La contractualisation a suscité beaucoup de questions. Nous avions invité l'exécutif à améliorer la qualité du dialogue avec les élus locaux, et à cesser, notamment, de réduire uniformément les dotations de l'État. C'est la « contractualisation » qui a été retenue. Ce dispositif peut être amélioré, tant en ce qui concerne son périmètre que son degré de transparence. Nous formulons des propositions en ce sens, dès lors que le mécanisme pourrait être pérennisé, mais cela s'inscrit dans le cadre plus général des relations entre l'État et les collectivités territoriales. Ce n'est pas remettre en cause, me semble-t-il, la libre administration des collectivités territoriales que d'énoncer des règles d'évolution de la dépense, dans la mesure où, en vertu de la Constitution, la libre administration s'exerce dans le cadre des lois qui la réglementent. Un cadre peut donc être défini. Nous avons, d'ailleurs, recommandé à plusieurs reprises qu'une loi de financement des collectivités territoriales puisse être instaurée, qui permette la tenue d'un débat au Parlement sur des objectifs et des règles fixés aux collectivités territoriales.

Je ne suis pas en mesure de répondre aux questions de M. Morel-À-L'Huissier – mais il le sait – sur l'atteinte à l'identité régionale. Je sortirais de mon rôle si je portais une appréciation à cet égard.

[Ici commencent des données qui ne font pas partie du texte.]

//! Document model shared by the resolver, keyword engine and walker
//!
//! A [`Document`] is an immutable tree plus the origin it was loaded from.
//! Nodes are addressed by `(origin, pointer)` pairs through [`Resolved`]
//! handles, so no part of a document is ever copied or rewritten while it is
//! being validated.
//!
//! Copyright (c) 2025 Specguard Team
//! Licensed under the Apache-2.0 license

use crate::resolver::pointer;
use serde::{Deserialize, Serialize};
use serde_json::Value;
use std::fmt;
use std::sync::Arc;
use url::Url;

/// Origin assigned to documents validated without an explicit location
pub const INLINE_ORIGIN: &str = "specguard://inline/openapi.json";

/// Deepest nesting of mappings and sequences a document may have
pub const MAX_NESTING_DEPTH: usize = 256;

/// Levels of nested mappings and sequences in `value`; a scalar has none
pub fn nesting_depth(value: &Value) -> usize {
    let mut deepest = 0;
    let mut pending = vec![(value, 0)];
    while let Some((node, depth)) = pending.pop() {
        match node {
            Value::Array(items) => pending.extend(items.iter().map(|item| (item, depth + 1))),
            Value::Object(map) => pending.extend(map.values().map(|item| (item, depth + 1))),
            _ => continue,
        }
        deepest = deepest.max(depth + 1);
    }
    deepest
}

/// A loaded document and the origin it was loaded from
#[derive(Debug, Clone, PartialEq)]
pub struct Document {
    origin: Url,
    root: Value,
}

impl Document {
    /// Create a document; any fragment on `origin` is dropped
    pub fn new(mut origin: Url, root: Value) -> Self {
        origin.set_fragment(None);
        Self { origin, root }
    }

    /// Create a document with the synthetic inline origin
    pub fn inline(root: Value) -> Self {
        Self::new(inline_origin(), root)
    }

    pub fn origin(&self) -> &Url {
        &self.origin
    }

    pub fn root(&self) -> &Value {
        &self.root
    }
}

/// The synthetic origin used for in-memory documents
pub fn inline_origin() -> Url {
    Url::parse(INLINE_ORIGIN).expect("inline origin is a valid URL")
}

/// One step of a location path: a mapping key or a sequence index
#[derive(Debug, Clone, PartialEq, Eq, Hash, PartialOrd, Ord, Serialize, Deserialize)]
#[serde(untagged)]
pub enum PathSegment {
    Index(usize),
    Key(String),
}

impl PathSegment {
    pub fn as_key(&self) -> Option<&str> {
        match self {
            PathSegment::Key(key) => Some(key),
            PathSegment::Index(_) => None,
        }
    }
}

impl fmt::Display for PathSegment {
    fn fmt(&self, f: &mut fmt::Formatter<'_>) -> fmt::Result {
        match self {
            PathSegment::Index(index) => write!(f, "{}", index),
            PathSegment::Key(key) => f.write_str(key),
        }
    }
}

impl From<&str> for PathSegment {
    fn from(key: &str) -> Self {
        PathSegment::Key(key.to_string())
    }
}

impl From<String> for PathSegment {
    fn from(key: String) -> Self {
        PathSegment::Key(key)
    }
}

impl From<&String> for PathSegment {
    fn from(key: &String) -> Self {
        PathSegment::Key(key.clone())
    }
}

impl From<usize> for PathSegment {
    fn from(index: usize) -> Self {
        PathSegment::Index(index)
    }
}

/// Append one segment to a path, returning the extended copy
pub fn child_path(path: &[PathSegment], segment: impl Into<PathSegment>) -> Vec<PathSegment> {
    let mut extended = Vec::with_capacity(path.len() + 1);
    extended.extend_from_slice(path);
    extended.push(segment.into());
    extended
}

/// Identity of a node across documents: origin without fragment plus pointer
#[derive(Debug, Clone, PartialEq, Eq, Hash)]
pub struct RefKey {
    pub origin: Url,
    pub pointer: String,
}

impl fmt::Display for RefKey {
    fn fmt(&self, f: &mut fmt::Formatter<'_>) -> fmt::Result {
        write!(f, "{}#{}", self.origin, self.pointer)
    }
}

/// Handle to a node inside a shared document
#[derive(Debug, Clone)]
pub struct Resolved {
    document: Arc<Document>,
    pointer: String,
}

static MISSING: Value = Value::Null;

impl Resolved {
    pub fn new(document: Arc<Document>, pointer: impl Into<String>) -> Self {
        Self {
            document,
            pointer: pointer.into(),
        }
    }

    /// Handle to the root node of a document
    pub fn root(document: Arc<Document>) -> Self {
        Self::new(document, String::new())
    }

    pub fn document(&self) -> &Arc<Document> {
        &self.document
    }

    pub fn origin(&self) -> &Url {
        self.document.origin()
    }

    pub fn pointer(&self) -> &str {
        &self.pointer
    }

    /// The addressed node, or `null` when the pointer no longer matches
    pub fn node(&self) -> &Value {
        pointer::walk(self.document.root(), &self.pointer).unwrap_or(&MISSING)
    }

    /// Handle to a child of this node; the child need not exist
    pub fn child(&self, segment: impl Into<PathSegment>) -> Resolved {
        Resolved {
            document: Arc::clone(&self.document),
            pointer: pointer::join(&self.pointer, &segment.into()),
        }
    }

    /// Handle to a child that exists
    pub fn get(&self, key: &str) -> Option<Resolved> {
        self.node().get(key).map(|_| self.child(key))
    }

    pub fn key(&self) -> RefKey {
        RefKey {
            origin: self.document.origin().clone(),
            pointer: self.pointer.clone(),
        }
    }
}
//! Version detection from the top-level `openapi` field
//!
//! Copyright (c) 2025 Specguard Team
//! Licensed under the Apache-2.0 license

use crate::versioning::spec::{VersionSpec, V30_SPEC, V31_SPEC};
use crate::versioning::version::{SchemaVersion, VersionRange};
use serde_json::Value;
use thiserror::Error;
use tracing::debug;

/// Version lines this build can validate, in order of preference
static REGISTRY: [(VersionRange, &VersionSpec); 2] = [
    (VersionRange::Series { major: 3, minor: 0 }, &V30_SPEC),
    (VersionRange::Series { major: 3, minor: 1 }, &V31_SPEC),
];

/// Why a document's version could not be determined
#[derive(Debug, Clone, PartialEq, Eq, Error)]
pub enum VersionDetectionError {
    #[error("Document has no 'openapi' field; cannot determine its OpenAPI version")]
    Missing,

    #[error("The 'openapi' field must be a string, found {found}")]
    NotAString { found: String },

    #[error("Malformed OpenAPI version '{version}': {reason}")]
    Malformed { version: String, reason: String },

    #[error("Unsupported OpenAPI version '{version}': {reason}")]
    Unsupported { version: String, reason: String },
}

/// Ranges accepted by [`detect`]
pub fn supported_ranges() -> impl Iterator<Item = &'static VersionRange> {
    REGISTRY.iter().map(|(range, _)| range)
}

fn supported_list() -> String {
    supported_ranges().map(ToString::to_string).collect::<Vec<_>>().join(", ")
}

fn type_name(value: &Value) -> &'static str {
    match value {
        Value::Null => "null",
        Value::Bool(_) => "a boolean",
        Value::Number(_) => "a number",
        Value::String(_) => "a string",
        Value::Array(_) => "an array",
        Value::Object(_) => "an object",
    }
}

/// Select the validation bundle for `document`
pub fn detect(document: &Value) -> Result<&'static VersionSpec, VersionDetectionError> {
    let Some(root) = document.as_object() else {
        return Err(VersionDetectionError::Missing);
    };

    let version = match root.get("openapi") {
        Some(Value::String(version)) => version,
        Some(other) => {
            return Err(VersionDetectionError::NotAString {
                found: type_name(other).to_string(),
            })
        }
        None => {
            return Err(match root.get("swagger") {
                Some(swagger) => VersionDetectionError::Unsupported {
                    version: swagger.as_str().map_or_else(|| swagger.to_string(), str::to_string),
                    reason: "Swagger 2.0 documents are not supported".to_string(),
                },
                None => VersionDetectionError::Missing,
            })
        }
    };

    let parsed = SchemaVersion::parse(version).map_err(|e| VersionDetectionError::Malformed {
        version: version.clone(),
        reason: e.to_string(),
    })?;

    let spec = REGISTRY
        .iter()
        .find(|(range, _)| range.matches(&parsed))
        .map(|(_, spec)| *spec)
        .ok_or_else(|| VersionDetectionError::Unsupported {
            version: version.clone(),
            reason: format!("supported versions are {}", supported_list()),
        })?;

    debug!(version = %parsed, spec = spec.name, "detected OpenAPI version");
    Ok(spec)
}
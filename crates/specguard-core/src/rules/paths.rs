//! Rules on paths, operations and their parameters
//!
//! Copyright (c) 2025 Specguard Team
//! Licensed under the Apache-2.0 license

use super::{template_variables, Node, RuleContext, Scope, SemanticRule, Site, METHODS};
use crate::document::{PathSegment, Resolved};
use crate::validator::ValidationError;
use serde_json::Value;
use std::collections::HashMap;

/// A parameter of a `parameters` list, after following its reference
struct Declared {
    index: usize,
    name: String,
    location: String,
}

fn declared_parameters(cx: &mut RuleContext<'_, '_>, owner: &Resolved) -> Vec<Declared> {
    let Some(list) = owner.get("parameters") else {
        return Vec::new();
    };
    let count = list.node().as_array().map_or(0, Vec::len);
    let mut declared = Vec::with_capacity(count);
    for index in 0..count {
        let Some(parameter) = cx.resolve(&list.child(index)) else {
            continue;
        };
        let node = parameter.node();
        if let (Some(name), Some(location)) = (
            node.get("name").and_then(Value::as_str),
            node.get("in").and_then(Value::as_str),
        ) {
            declared.push(Declared {
                index,
                name: name.to_string(),
                location: location.to_string(),
            });
        }
    }
    declared
}

/// Operations of a path item in method order
fn operations(item: &Resolved) -> Vec<(&'static str, Resolved)> {
    METHODS
        .iter()
        .filter_map(|method| item.get(method).map(|operation| (*method, operation)))
        .collect()
}

/// Path template variables and `in: path` parameters match up
pub struct PathParameters;

impl PathParameters {
    const ID: &'static str = "path-parameters";
}

impl SemanticRule for PathParameters {
    fn id(&self) -> &'static str {
        Self::ID
    }

    fn scopes(&self) -> &'static [Scope] {
        &[Scope::PathItem]
    }

    fn check(&self, node: &Node<'_>, cx: &mut RuleContext<'_, '_>) -> Vec<ValidationError> {
        let Site::PathItem { template: Some(template) } = node.site else {
            return Vec::new();
        };
        let variables = template_variables(template);
        let shared: Vec<Declared> = declared_parameters(cx, node.at)
            .into_iter()
            .filter(|parameter| parameter.location == "path")
            .collect();

        let mut errors = Vec::new();
        for parameter in &shared {
            if !variables.contains(&parameter.name.as_str()) {
                errors.push(ValidationError::rule(
                    Self::ID,
                    format!(
                        "Path parameter '{}' is not present in path template '{}'",
                        parameter.name, template
                    ),
                    node.path_to([PathSegment::from("parameters"), PathSegment::from(parameter.index)]),
                    &["unused"],
                ));
            }
        }

        for (method, operation) in operations(node.at) {
            let own: Vec<Declared> = declared_parameters(cx, &operation)
                .into_iter()
                .filter(|parameter| parameter.location == "path")
                .collect();

            for variable in &variables {
                let defined = shared.iter().chain(&own).any(|parameter| parameter.name == *variable);
                if !defined {
                    errors.push(ValidationError::rule(
                        Self::ID,
                        format!(
                            "Path template variable '{}' has no matching path parameter in operation '{}'",
                            variable, method
                        ),
                        node.path_to([method]),
                        &["missing"],
                    ));
                }
            }
            for parameter in &own {
                if !variables.contains(&parameter.name.as_str()) {
                    errors.push(ValidationError::rule(
                        Self::ID,
                        format!(
                            "Path parameter '{}' is not present in path template '{}'",
                            parameter.name, template
                        ),
                        node.path_to([
                            PathSegment::from(method),
                            PathSegment::from("parameters"),
                            PathSegment::from(parameter.index),
                        ]),
                        &["unused"],
                    ));
                }
            }
        }
        errors
    }
}

/// Each `(name, in)` pair appears once per parameter list
pub struct DuplicateParameters;

impl DuplicateParameters {
    const ID: &'static str = "duplicate-parameters";

    fn check_list(
        &self,
        cx: &mut RuleContext<'_, '_>,
        owner: &Resolved,
        base: Vec<PathSegment>,
        errors: &mut Vec<ValidationError>,
    ) {
        let mut seen: Vec<(String, String)> = Vec::new();
        for parameter in declared_parameters(cx, owner) {
            let key = (parameter.name, parameter.location);
            if seen.contains(&key) {
                let mut path = base.clone();
                path.push(PathSegment::from("parameters"));
                path.push(PathSegment::from(parameter.index));
                errors.push(ValidationError::rule(
                    Self::ID,
                    format!("Duplicate parameter '{}' in '{}'", key.0, key.1),
                    path,
                    &[],
                ));
            } else {
                seen.push(key);
            }
        }
    }
}

impl SemanticRule for DuplicateParameters {
    fn id(&self) -> &'static str {
        Self::ID
    }

    fn scopes(&self) -> &'static [Scope] {
        &[Scope::PathItem]
    }

    fn check(&self, node: &Node<'_>, cx: &mut RuleContext<'_, '_>) -> Vec<ValidationError> {
        let mut errors = Vec::new();
        self.check_list(cx, node.at, node.path.to_vec(), &mut errors);
        for (method, operation) in operations(node.at) {
            self.check_list(cx, &operation, node.path_to([method]), &mut errors);
        }
        errors
    }
}

/// `operationId` values are unique across the document
pub struct OperationIdUnique;

impl OperationIdUnique {
    const ID: &'static str = "operation-id-unique";
}

impl SemanticRule for OperationIdUnique {
    fn id(&self) -> &'static str {
        Self::ID
    }

    fn scopes(&self) -> &'static [Scope] {
        &[Scope::Document]
    }

    fn check(&self, node: &Node<'_>, cx: &mut RuleContext<'_, '_>) -> Vec<ValidationError> {
        let mut first_use: HashMap<String, Vec<PathSegment>> = HashMap::new();
        let mut errors = Vec::new();

        for container in ["paths", "webhooks"] {
            let Some(items) = node.at.get(container) else {
                continue;
            };
            let keys: Vec<String> = items
                .node()
                .as_object()
                .map(|map| map.keys().cloned().collect())
                .unwrap_or_default();
            for key in keys {
                let Some(item) = cx.resolve(&items.child(key.as_str())) else {
                    continue;
                };
                for (method, operation) in operations(&item) {
                    let Some(id) = operation.node().get("operationId").and_then(Value::as_str) else {
                        continue;
                    };
                    let path = node.path_to([container, key.as_str(), method, "operationId"]);
                    match first_use.get(id) {
                        Some(first) => errors.push(ValidationError::rule(
                            Self::ID,
                            format!(
                                "Duplicate operationId '{}', first used at '#{}'",
                                id,
                                crate::resolver::pointer::from_path(first)
                            ),
                            path,
                            &[],
                        )),
                        None => {
                            first_use.insert(id.to_string(), path);
                        }
                    }
                }
            }
        }
        errors
    }
}

/// Replace every `{name}` of a path template with `{}`
fn normalize_template(template: &str) -> String {
    let mut normalized = String::with_capacity(template.len());
    let mut in_variable = false;
    for c in template.chars() {
        match c {
            '{' => {
                in_variable = true;
                normalized.push('{');
            }
            '}' if in_variable => {
                in_variable = false;
                normalized.push('}');
            }
            _ if in_variable => {}
            _ => normalized.push(c),
        }
    }
    normalized
}

/// Two templates differing only in variable names describe the same path
pub struct DuplicatePaths;

impl DuplicatePaths {
    const ID: &'static str = "duplicate-paths";
}

impl SemanticRule for DuplicatePaths {
    fn id(&self) -> &'static str {
        Self::ID
    }

    fn scopes(&self) -> &'static [Scope] {
        &[Scope::Document]
    }

    fn check(&self, node: &Node<'_>, _cx: &mut RuleContext<'_, '_>) -> Vec<ValidationError> {
        let Some(paths) = node.value().get("paths").and_then(Value::as_object) else {
            return Vec::new();
        };
        let mut seen: HashMap<String, &str> = HashMap::new();
        let mut errors = Vec::new();
        for template in paths.keys() {
            let normalized = normalize_template(template);
            match seen.get(&normalized) {
                Some(first) => errors.push(ValidationError::rule(
                    Self::ID,
                    format!("Path '{}' is equivalent to '{}'", template, first),
                    node.path_to(["paths", template.as_str()]),
                    &[],
                )),
                None => {
                    seen.insert(normalized, template);
                }
            }
        }
        errors
    }
}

Nous avons remis un premier bilan de la phase d'expérimentation de la certification des comptes locaux à la commission des Finances, mais je crois que l'ensemble des parlementaires en a eu connaissance par le biais d'un rapport du ministère de l'Économie et des finances. Je suis, bien sûr, à votre disposition pour commenter ce bilan intermédiaire, sachant que l'expérimentation se poursuivra encore quelques années – vous avez souhaité une durée assez longue pour que nous puissions formuler des propositions à partir du travail réalisé. Vingt-cinq collectivités sont concernées par l'expérimentation, qui sera réellement effective à partir de l'année prochaine, s'agissant de la certification en tant que telle.

Les conclusions qu'on en tirera ne vaudront d'ailleurs sûrement pas, on a commencé à le dire, pour toutes les collectivités territoriales. De fait, la certification est un exercice lourd, qui peut être intéressant pour des collectivités locales de grande taille. Pour celles de dimension plus réduite, d'autres solutions pourraient contribuer à une plus grande fiabilité, une sincérité accrue des comptes locaux. Une annexe au rapport comporte des développements sur les marges de progression permettant d'améliorer très sensiblement la fiabilité des comptes, d'après un travail réalisé par les chambres régionales sur le sujet.